## Exercise aim:
Scan the lines below for the word "seen". Copy each line you find it in.
--------
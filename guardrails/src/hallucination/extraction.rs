//! Semantic claim extraction and claim-set assembly.

use scriptorium_backend::{GenerationBackend, GenerationRequest};
use serde::Deserialize;
use tracing::warn;

use super::types::{Claim, ClaimCategory};

/// Cap on claims returned by the semantic pass.
const SEMANTIC_CLAIM_LIMIT: usize = 20;
/// Cap on the combined, deduplicated claim set.
pub const TOTAL_CLAIM_LIMIT: usize = 50;

#[derive(Debug, Deserialize)]
struct SemanticClaim {
    text: String,
    #[serde(default)]
    category: Option<String>,
    #[serde(default)]
    confidence: Option<f64>,
    #[serde(default)]
    source_sentence: Option<String>,
}

fn parse_category(raw: Option<&str>) -> ClaimCategory {
    match raw.map(str::to_lowercase).as_deref() {
        Some("statistic") | Some("statistics") => ClaimCategory::Statistic,
        Some("date") | Some("dates") => ClaimCategory::Date,
        Some("quote") | Some("quotes") => ClaimCategory::Quote,
        Some("fact") | Some("facts") => ClaimCategory::Fact,
        _ => ClaimCategory::Other,
    }
}

fn extraction_prompt(content: &str, content_type: &str) -> String {
    format!(
        "Extract the verifiable factual claims from the following {content_type} \
         content: statistical data, historical facts and dates, direct quotes \
         with attribution, and scientific or geographic claims. Return a JSON \
         array, at most {SEMANTIC_CLAIM_LIMIT} entries, each shaped as \
         {{\"text\": \"exact claim text\", \"category\": \"statistic|date|quote|fact|other\", \
         \"confidence\": 0.8, \"source_sentence\": \"full sentence\"}}.\n\nContent:\n{}",
        crate::util::prefix(content, 2_000)
    )
}

/// One backend call extracting up to twenty claims. Any failure, including
/// an unparseable response, yields an empty set so the pattern pass is
/// never affected.
pub async fn extract_semantic(
    backend: &dyn GenerationBackend,
    content: &str,
    content_type: &str,
) -> Vec<Claim> {
    let request = GenerationRequest::new(extraction_prompt(content, content_type))
        .with_max_tokens(1_500);
    let response = match backend.generate(request).await {
        Ok(response) => response,
        Err(err) => {
            warn!(error = %err, "semantic claim extraction failed");
            return Vec::new();
        }
    };
    let parsed: Vec<SemanticClaim> = match serde_json::from_str(&response.content) {
        Ok(parsed) => parsed,
        Err(err) => {
            warn!(error = %err, "semantic claim extraction returned unparseable JSON");
            return Vec::new();
        }
    };

    parsed
        .into_iter()
        .take(SEMANTIC_CLAIM_LIMIT)
        .enumerate()
        .filter(|(_, c)| !c.text.trim().is_empty())
        .map(|(i, c)| {
            let span = content
                .find(&c.text)
                .map(|start| (start, start + c.text.len()))
                .unwrap_or((0, 0));
            Claim {
                id: format!("ai_claim_{}", i + 1),
                category: parse_category(c.category.as_deref()),
                confidence: c.confidence.unwrap_or(0.5).clamp(0.0, 1.0),
                sentence: c.source_sentence.unwrap_or_default(),
                span,
                text: c.text,
            }
        })
        .collect()
}

/// Normalized claim text used for deduplication and cache keys.
pub fn normalize(text: &str) -> String {
    text.to_lowercase().split_whitespace().collect::<Vec<_>>().join(" ")
}

/// Merge claim sets: first occurrence of a normalized text wins, capped at
/// [`TOTAL_CLAIM_LIMIT`].
pub fn dedup_and_cap(claims: Vec<Claim>) -> Vec<Claim> {
    let mut seen = std::collections::HashSet::new();
    claims
        .into_iter()
        .filter(|claim| seen.insert(normalize(&claim.text)))
        .take(TOTAL_CLAIM_LIMIT)
        .collect()
}

#[cfg(test)]
mod tests {
    use super::*;
    use scriptorium_backend::{BackendError, ScriptedBackend};

    #[tokio::test]
    async fn semantic_claims_are_parsed_with_spans() {
        let backend = ScriptedBackend::new().with_default(
            r#"[{"text": "CRISPR was adapted for editing in 2012", "category": "fact", "confidence": 0.9, "source_sentence": "CRISPR was adapted for editing in 2012."}]"#,
        );
        let content = "CRISPR was adapted for editing in 2012.";
        let claims = extract_semantic(&backend, content, "article").await;
        assert_eq!(claims.len(), 1);
        assert_eq!(claims[0].category, ClaimCategory::Fact);
        assert_eq!(claims[0].span.0, 0);
    }

    #[tokio::test]
    async fn backend_failure_yields_empty_set() {
        let backend = ScriptedBackend::new()
            .push_error(BackendError::Network("down".into()));
        let claims = extract_semantic(&backend, "content", "article").await;
        assert!(claims.is_empty());
    }

    #[tokio::test]
    async fn garbage_json_yields_empty_set() {
        let backend = ScriptedBackend::new().with_default("not json at all");
        let claims = extract_semantic(&backend, "content", "article").await;
        assert!(claims.is_empty());
    }

    #[test]
    fn dedup_keeps_first_occurrence() {
        let mk = |id: &str, text: &str| Claim {
            id: id.into(),
            text: text.into(),
            category: ClaimCategory::Other,
            confidence: 0.7,
            sentence: String::new(),
            span: (0, 0),
        };
        let claims = vec![
            mk("a", "Rose by 12%"),
            mk("b", "rose  by 12%"),
            mk("c", "another claim"),
        ];
        let deduped = dedup_and_cap(claims);
        assert_eq!(deduped.len(), 2);
        assert_eq!(deduped[0].id, "a");
    }

    #[test]
    fn claim_set_is_capped_at_fifty() {
        let claims: Vec<Claim> = (0..80)
            .map(|i| Claim {
                id: format!("c{i}"),
                text: format!("claim number {i}"),
                category: ClaimCategory::Other,
                confidence: 0.7,
                sentence: String::new(),
                span: (0, 0),
            })
            .collect();
        assert_eq!(dedup_and_cap(claims).len(), TOTAL_CLAIM_LIMIT);
    }
}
--------
## Result below:
    let mut seen = std::collections::HashSet::new();
        .filter(|claim| seen.insert(normalize(&claim.text)))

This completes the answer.